§ **TASK GOAL**: Check every line of the listing below for the word "matches" and give the number of lines where it appears, with nothing added.

§ **DATA FOR THE TASK**:
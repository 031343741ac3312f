//! End-to-end runner tests against a temporary SQLite database

use std::collections::BTreeSet;
use std::fs;
use std::path::{Path, PathBuf};
use std::time::Duration;

use sqlx::sqlite::SqlitePool;
use tempfile::TempDir;
use tidemark_migrate::{
    Database, DatabaseConfig, MigrateError, MigrationCatalog, MigrationRollback, MigrationRunner,
    MigrationStore, RollbackOptions,
};

struct Fixture {
    _dir: TempDir,
    root: PathBuf,
    runner: MigrationRunner,
    inspect: SqlitePool,
}

impl Fixture {
    async fn new() -> Self {
        let dir = TempDir::new().unwrap();
        let root = dir.path().join("migrations");
        fs::create_dir_all(&root).unwrap();

        let url = format!("sqlite://{}?mode=rwc", dir.path().join("app.db").display());
        let mut config = DatabaseConfig::new(&url);
        config.max_connections = 1;

        let db = Database::connect(&config).await.unwrap();
        let runner = MigrationRunner::new(
            MigrationCatalog::new(&root),
            MigrationStore::new("migrations"),
            db,
        );
        let inspect = SqlitePool::connect(&url).await.unwrap();

        Self {
            _dir: dir,
            root,
            runner,
            inspect,
        }
    }

    fn unit(&self, dir: &str, up: &str, down: &str) {
        write_unit(&self.root, dir, up, down);
    }

    async fn applied(&self) -> BTreeSet<i64> {
        self.runner
            .store()
            .list_applied_keys(self.runner.database())
            .await
            .unwrap()
    }

    async fn table_exists(&self, name: &str) -> bool {
        let count: i64 = sqlx::query_scalar(
            "SELECT COUNT(*) FROM sqlite_master WHERE type = 'table' AND name = ?",
        )
        .bind(name)
        .fetch_one(&self.inspect)
        .await
        .unwrap();
        count > 0
    }

    async fn schema(&self) -> Vec<(String, Option<String>)> {
        sqlx::query_as(
            "SELECT name, sql FROM sqlite_master WHERE name NOT LIKE 'sqlite_%' ORDER BY name",
        )
        .fetch_all(&self.inspect)
        .await
        .unwrap()
    }
}

fn write_unit(root: &Path, dir: &str, up: &str, down: &str) {
    let path = root.join(dir);
    fs::create_dir_all(&path).unwrap();
    fs::write(path.join("up.sql"), up).unwrap();
    fs::write(path.join("down.sql"), down).unwrap();
}

fn keys(list: &[i64]) -> BTreeSet<i64> {
    list.iter().copied().collect()
}

/// Three units where each one depends on the schema of the previous
fn three_units(fixture: &Fixture) {
    // Written out of order on purpose
    fixture.unit(
        "3-AddPostsTitle",
        "ALTER TABLE posts ADD COLUMN title TEXT;",
        "ALTER TABLE posts DROP COLUMN title;",
    );
    fixture.unit(
        "1-CreateUsers",
        "CREATE TABLE users (id INTEGER PRIMARY KEY, email TEXT NOT NULL);",
        "DROP TABLE users;",
    );
    fixture.unit(
        "2-CreatePosts",
        "CREATE TABLE posts (id INTEGER PRIMARY KEY, user_id INTEGER REFERENCES users (id));\n\
         CREATE INDEX posts_user_id ON posts (user_id);",
        "DROP INDEX posts_user_id;\nDROP TABLE posts;",
    );
}

#[tokio::test]
async fn test_migrate_applies_in_key_order() {
    let fixture = Fixture::new().await;
    three_units(&fixture);

    let result = fixture.runner.migrate().await.unwrap();

    assert_eq!(result.applied, vec![1, 2, 3]);
    assert!(result.skipped_empty.is_empty());
    assert_eq!(fixture.applied().await, keys(&[1, 2, 3]));
    assert!(fixture.table_exists("users").await);
    assert!(fixture.table_exists("posts").await);

    let names: Vec<_> = fixture
        .runner
        .store()
        .list_applied(fixture.runner.database())
        .await
        .unwrap()
        .into_iter()
        .map(|record| record.name)
        .collect();
    assert_eq!(names, vec!["CreateUsers", "CreatePosts", "AddPostsTitle"]);
}

#[tokio::test]
async fn test_migrate_is_idempotent() {
    let fixture = Fixture::new().await;
    three_units(&fixture);

    fixture.runner.migrate().await.unwrap();
    let second = fixture.runner.migrate().await.unwrap();

    assert!(second.applied.is_empty());
    assert_eq!(second.already_applied, 3);
    assert_eq!(fixture.applied().await, keys(&[1, 2, 3]));
}

#[tokio::test]
async fn test_migrate_picks_up_new_units() {
    let fixture = Fixture::new().await;
    fixture.unit("1-CreateUsers", "CREATE TABLE users (id INTEGER);", "DROP TABLE users;");
    fixture.runner.migrate().await.unwrap();

    fixture.unit("2-CreateTags", "CREATE TABLE tags (id INTEGER);", "DROP TABLE tags;");
    let result = fixture.runner.migrate().await.unwrap();

    assert_eq!(result.applied, vec![2]);
    assert_eq!(result.already_applied, 1);
}

#[tokio::test]
async fn test_failed_script_is_rolled_back() {
    let fixture = Fixture::new().await;
    fixture.unit("1-CreateUsers", "CREATE TABLE users (id INTEGER);", "DROP TABLE users;");
    fixture.unit(
        "2-Broken",
        "CREATE TABLE widgets (id INTEGER);\nINSERT INTO missing_table VALUES (1);",
        "DROP TABLE widgets;",
    );
    fixture.unit("3-CreateTags", "CREATE TABLE tags (id INTEGER);", "DROP TABLE tags;");

    let result = fixture.runner.migrate().await;

    assert!(matches!(result, Err(MigrateError::Script(_))));
    // Earlier units stay committed, the failing one leaves no trace, later ones never run
    assert_eq!(fixture.applied().await, keys(&[1]));
    assert!(fixture.table_exists("users").await);
    assert!(!fixture.table_exists("widgets").await);
    assert!(!fixture.table_exists("tags").await);
}

#[tokio::test]
async fn test_failed_bookkeeping_is_rolled_back() {
    let fixture = Fixture::new().await;
    // The script claims its own key, so recording it afterwards violates uniqueness
    fixture.unit(
        "1-Conflicting",
        "CREATE TABLE widgets (id INTEGER);\n\
         INSERT INTO migrations (\"key\", name) VALUES (1, 'Conflicting');",
        "DROP TABLE widgets;",
    );

    let result = fixture.runner.migrate().await;

    assert!(matches!(result, Err(MigrateError::Bookkeeping(_))));
    assert!(fixture.applied().await.is_empty());
    assert!(!fixture.table_exists("widgets").await);
}

#[tokio::test]
async fn test_rollback_reverts_only_most_recent() {
    let fixture = Fixture::new().await;
    three_units(&fixture);
    fixture.runner.migrate().await.unwrap();

    let first = fixture.runner.rollback(RollbackOptions::default()).await.unwrap();
    assert_eq!(first.reverted, vec![3]);
    assert_eq!(fixture.applied().await, keys(&[1, 2]));

    let second = fixture.runner.rollback(RollbackOptions::default()).await.unwrap();
    assert_eq!(second.reverted, vec![2]);
    assert_eq!(fixture.applied().await, keys(&[1]));
    assert!(!fixture.table_exists("posts").await);
    assert!(fixture.table_exists("users").await);
}

#[tokio::test]
async fn test_rollback_all() {
    let fixture = Fixture::new().await;
    three_units(&fixture);
    fixture.runner.migrate().await.unwrap();

    let result = fixture
        .runner
        .rollback(RollbackOptions { all: true })
        .await
        .unwrap();

    assert_eq!(result.reverted, vec![3, 2, 1]);
    assert!(fixture.applied().await.is_empty());
    assert!(!fixture.table_exists("users").await);
    assert!(!fixture.table_exists("posts").await);
}

#[tokio::test]
async fn test_rollback_on_fresh_database_does_nothing() {
    let fixture = Fixture::new().await;
    three_units(&fixture);

    let result = fixture
        .runner
        .rollback(RollbackOptions { all: true })
        .await
        .unwrap();

    assert!(result.reverted.is_empty());
    assert!(fixture.applied().await.is_empty());
}

#[tokio::test]
async fn test_empty_up_script_stays_pending() {
    let fixture = Fixture::new().await;
    fixture.unit("1-Placeholder", "  \n", "DROP TABLE nothing;");
    fixture.unit("2-CreateUsers", "CREATE TABLE users (id INTEGER);", "DROP TABLE users;");

    let first = fixture.runner.migrate().await.unwrap();
    assert_eq!(first.applied, vec![2]);
    assert_eq!(first.skipped_empty, vec![1]);

    let second = fixture.runner.migrate().await.unwrap();
    assert!(second.applied.is_empty());
    assert_eq!(second.skipped_empty, vec![1]);

    assert_eq!(fixture.applied().await, keys(&[2]));
}

#[tokio::test]
async fn test_missing_script_files_count_as_empty() {
    let fixture = Fixture::new().await;
    fs::create_dir_all(fixture.root.join("1-NoFiles")).unwrap();

    let result = fixture.runner.migrate().await.unwrap();

    assert!(result.applied.is_empty());
    assert_eq!(result.skipped_empty, vec![1]);
}

#[tokio::test]
async fn test_empty_down_script_does_not_stop_rollback_scan() {
    let fixture = Fixture::new().await;
    fixture.unit("1-CreateUsers", "CREATE TABLE users (id INTEGER);", "DROP TABLE users;");
    fixture.unit("2-CreateTags", "CREATE TABLE tags (id INTEGER);", "DROP TABLE tags;");
    fixture.unit("3-Irreversible", "CREATE TABLE audit (id INTEGER);", "");
    fixture.runner.migrate().await.unwrap();

    let result = fixture.runner.rollback(RollbackOptions::default()).await.unwrap();

    assert_eq!(result.skipped_empty, vec![3]);
    assert_eq!(result.reverted, vec![2]);
    assert_eq!(fixture.applied().await, keys(&[1, 3]));
    assert!(fixture.table_exists("audit").await);
    assert!(!fixture.table_exists("tags").await);
}

#[tokio::test]
async fn test_round_trip_restores_schema() {
    let fixture = Fixture::new().await;
    three_units(&fixture);
    fixture
        .runner
        .store()
        .ensure_schema(fixture.runner.database())
        .await
        .unwrap();
    let before = fixture.schema().await;

    fixture.runner.migrate().await.unwrap();
    assert_ne!(fixture.schema().await, before);

    fixture
        .runner
        .rollback(RollbackOptions { all: true })
        .await
        .unwrap();

    assert_eq!(fixture.schema().await, before);
    assert!(fixture.applied().await.is_empty());
}

#[tokio::test]
async fn test_status_reports_pending_applied_and_missing() {
    let fixture = Fixture::new().await;
    fixture.unit("1-CreateUsers", "CREATE TABLE users (id INTEGER);", "DROP TABLE users;");
    fixture.unit("2-CreateTags", "CREATE TABLE tags (id INTEGER);", "DROP TABLE tags;");
    fixture.runner.migrate().await.unwrap();

    fs::remove_dir_all(fixture.root.join("1-CreateUsers")).unwrap();
    fixture.unit("3-CreateAudit", "CREATE TABLE audit (id INTEGER);", "DROP TABLE audit;");

    let statuses = fixture.runner.status().await.unwrap();
    let summary: Vec<_> = statuses
        .iter()
        .map(|s| (s.key, s.name.as_str(), s.applied, s.missing))
        .collect();

    assert_eq!(
        summary,
        vec![
            (2, "CreateTags", true, false),
            (3, "CreateAudit", false, false),
            (1, "CreateUsers", true, true),
        ]
    );
}

#[tokio::test]
async fn test_missing_catalog_root_is_discovery_error() {
    let fixture = Fixture::new().await;
    fs::remove_dir_all(&fixture.root).unwrap();

    let result = fixture.runner.migrate().await;
    assert!(matches!(result, Err(MigrateError::Discovery { .. })));
}

#[tokio::test]
async fn test_connect_failure_is_connection_error() {
    let dir = TempDir::new().unwrap();
    // mode=ro refuses to create the file
    let url = format!("sqlite://{}?mode=ro", dir.path().join("absent.db").display());

    let mut config = DatabaseConfig::new(url);
    config.acquire_timeout = Duration::from_secs(2);

    let result = Database::connect(&config).await;
    assert!(matches!(result, Err(MigrateError::Connection(_))));
}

§ **SOLUTION**: 4